Read his story on this page or listen to it here.
"At a few minutes to seven on the evening of the 28th of May, I left my room, which was a temporary wooden structure amidships on the starboard side of the boat deck to collect the stores from the chief steward. His room was situated on the port side of the main deck below the boat deck and was reached from my room by the descent of a narrow staircase at the for'ard end of the boat deck.
I'd been with him only a few minutes when without warning the first torpedo struck amidships on the starboard side. All the lights went out. It was completely black, dark. There was plenty of smoke and a very strong smell of explosive but the ship remained on an even keel. We groped our way down the pitch-black alley way and through the dining saloon heading for the stairway which would lead us onto the boat deck. We were joined by Captain Harris and several others. We reached the stairway but had difficulty negotiating it as the door of the laundry cupboard had been blown off and was wedged across it. Someone produced an electric torch, and its light was enough for us to surmount this hurdle. However, the delay was enough for us to arrive on the boat deck in time top see the one and only serviceable ship's lifeboat disappearing into the darkness. The starboard lifeboat, and my room, which was adjacent to it, had been blown to smithereens. There was a motorised lifeboat on the main deck, by number four hatch, but there were no davits to launch it. We tried to move it, but it wouldn't budge an inch. I believe the stupid idea was to sit inside it and float off if the ship sank, but that didn't work. We made our way to the stern where the man with the torch started flashing it in the hope if attracting the attention of those who had departed in the lifeboat, because it had headed in that direction.

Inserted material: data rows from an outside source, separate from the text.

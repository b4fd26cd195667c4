use regex::Regex;
use serde::{Deserialize, Serialize};
use std::borrow::Cow;
use std::fmt;
use std::sync::OnceLock;
use tracing::debug;
use url::Url;

use crate::errors::{UtmError, ValidationError, ValidationErrors};

/// The editable fields of a campaign link.
#[derive(Debug, Clone, Copy, PartialEq, Eq, Hash, PartialOrd, Ord)]
pub enum Field {
    Url,
    Source,
    Medium,
    Campaign,
    Term,
    Content,
}

impl Field {
    pub const QUERY_FIELDS: [Field; 5] = [
        Field::Source,
        Field::Medium,
        Field::Campaign,
        Field::Term,
        Field::Content,
    ];

    /// Query key this field is written under, `None` for the destination.
    pub fn query_key(self) -> Option<&'static str> {
        match self {
            Field::Url => None,
            Field::Source => Some("utm_source"),
            Field::Medium => Some("utm_medium"),
            Field::Campaign => Some("utm_campaign"),
            Field::Term => Some("utm_term"),
            Field::Content => Some("utm_content"),
        }
    }

    pub fn is_required(self) -> bool {
        !matches!(self, Field::Term | Field::Content)
    }
}

impl fmt::Display for Field {
    fn fmt(&self, f: &mut fmt::Formatter<'_>) -> fmt::Result {
        let name = match self {
            Field::Url => "destination URL",
            Field::Source => "source",
            Field::Medium => "medium",
            Field::Campaign => "campaign",
            Field::Term => "term",
            Field::Content => "content",
        };
        f.write_str(name)
    }
}

#[derive(Debug, Clone, Default, PartialEq, Eq, Serialize, Deserialize)]
pub struct CampaignParams {
    pub url: String,
    pub source: String,
    pub medium: String,
    pub campaign: String,
    pub term: String,
    pub content: String,
}

impl CampaignParams {
    pub fn get(&self, field: Field) -> &str {
        match field {
            Field::Url => &self.url,
            Field::Source => &self.source,
            Field::Medium => &self.medium,
            Field::Campaign => &self.campaign,
            Field::Term => &self.term,
            Field::Content => &self.content,
        }
    }

    pub fn set(&mut self, field: Field, value: impl Into<String>) {
        let slot = match field {
            Field::Url => &mut self.url,
            Field::Source => &mut self.source,
            Field::Medium => &mut self.medium,
            Field::Campaign => &mut self.campaign,
            Field::Term => &mut self.term,
            Field::Content => &mut self.content,
        };
        *slot = value.into();
    }
}

fn whitespace_runs() -> &'static Regex {
    static RE: OnceLock<Regex> = OnceLock::new();
    RE.get_or_init(|| Regex::new(r"\s+").expect("whitespace pattern is valid"))
}

fn disallowed_chars() -> &'static Regex {
    static RE: OnceLock<Regex> = OnceLock::new();
    RE.get_or_init(|| Regex::new(r"[^a-z0-9_-]").expect("token pattern is valid"))
}

/// Normalize a free-text value into a `[a-z0-9_-]*` token.
pub fn sanitize(value: &str) -> String {
    let lowered = value.to_lowercase();
    let collapsed = whitespace_runs().replace_all(lowered.trim(), "_");
    disallowed_chars().replace_all(&collapsed, "").into_owned()
}

fn has_scheme(raw: &str) -> bool {
    let lowered = raw.to_ascii_lowercase();
    lowered.starts_with("http://") || lowered.starts_with("https://")
}

/// Parse a destination, assuming `https://` when no scheme was typed.
pub fn parse_destination(raw: &str) -> Result<Url, url::ParseError> {
    let trimmed = raw.trim();
    let candidate: Cow<str> = if has_scheme(trimmed) {
        Cow::Borrowed(trimmed)
    } else {
        Cow::Owned(format!("https://{trimmed}"))
    };
    Url::parse(&candidate)
}

/// Validate every field and, if all pass, assemble the tracking URL.
pub fn validate_and_normalize(params: &CampaignParams) -> Result<Url, ValidationErrors> {
    let mut errors = ValidationErrors::default();

    let destination = if params.url.trim().is_empty() {
        None
    } else {
        parse_destination(&params.url).ok()
    };
    if destination.is_none() {
        errors.push(ValidationError::InvalidUrl {
            input: params.url.clone(),
        });
    }

    for field in [Field::Source, Field::Medium, Field::Campaign] {
        if params.get(field).trim().is_empty() {
            errors.push(ValidationError::MissingField(field));
        }
    }

    match destination {
        Some(mut url) if errors.is_empty() => {
            let pairs: Vec<(&'static str, String)> = Field::QUERY_FIELDS
                .iter()
                .filter(|field| field.is_required() || !params.get(**field).trim().is_empty())
                .filter_map(|field| Some((field.query_key()?, sanitize(params.get(*field)))))
                .collect();
            set_query_params(&mut url, &pairs);
            debug!(action = "assemble", component = "validator", url = %url, "Assembled campaign URL");
            Ok(url)
        }
        _ => {
            debug!(action = "reject", component = "validator", error_count = errors.len(), "Campaign parameters rejected");
            Err(errors)
        }
    }
}

/// Set each key the way `URLSearchParams.set` does: overwrite the first
/// occurrence in place, drop later duplicates, append when absent.
fn set_query_params(url: &mut Url, updates: &[(&str, String)]) {
    let mut pairs: Vec<(String, String)> = url.query_pairs().into_owned().collect();

    for (key, value) in updates {
        let mut replaced = false;
        pairs.retain_mut(|(k, v)| {
            if k.as_str() != *key {
                return true;
            }
            if replaced {
                return false;
            }
            *v = value.clone();
            replaced = true;
            true
        });
        if !replaced {
            pairs.push((key.to_string(), value.clone()));
        }
    }

    url.query_pairs_mut().clear().extend_pairs(pairs);
}

/// Split a generated URL back into editable fields.
pub fn decompose(raw: &str) -> Result<CampaignParams, UtmError> {
    let url = Url::parse(raw).map_err(|source| UtmError::UnparseableUrl {
        url: raw.to_string(),
        source,
    })?;

    let mut params = CampaignParams {
        url: format!("{}{}", url.origin().ascii_serialization(), url.path()),
        ..CampaignParams::default()
    };

    for field in Field::QUERY_FIELDS {
        let Some(key) = field.query_key() else {
            continue;
        };
        let value = url
            .query_pairs()
            .find(|(k, _)| k == key)
            .map(|(_, v)| v.into_owned())
            .unwrap_or_default();
        params.set(field, value);
    }

    Ok(params)
}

It was now about 20 minutes since the torpedo had struck, and the ship was still on an even keel, and I happened to look over the side, and see the wake of a second torpedo speeding towards us. I shouted a warning. The torpedo struck amidships on the port side and the 'Norman Prince' sunk in seconds. She went down very quickly by the head, and the stern reared to an almost perpendicular position as she plunged. I was standing with the captain, and as the ship sped skywards we both jumped over the sides into the sea. He was never seen again. I remember thinking 'Am I never going to hit the water?' but I did, and I looked up to see the ship's final plunge as she disappeared beneath the waves."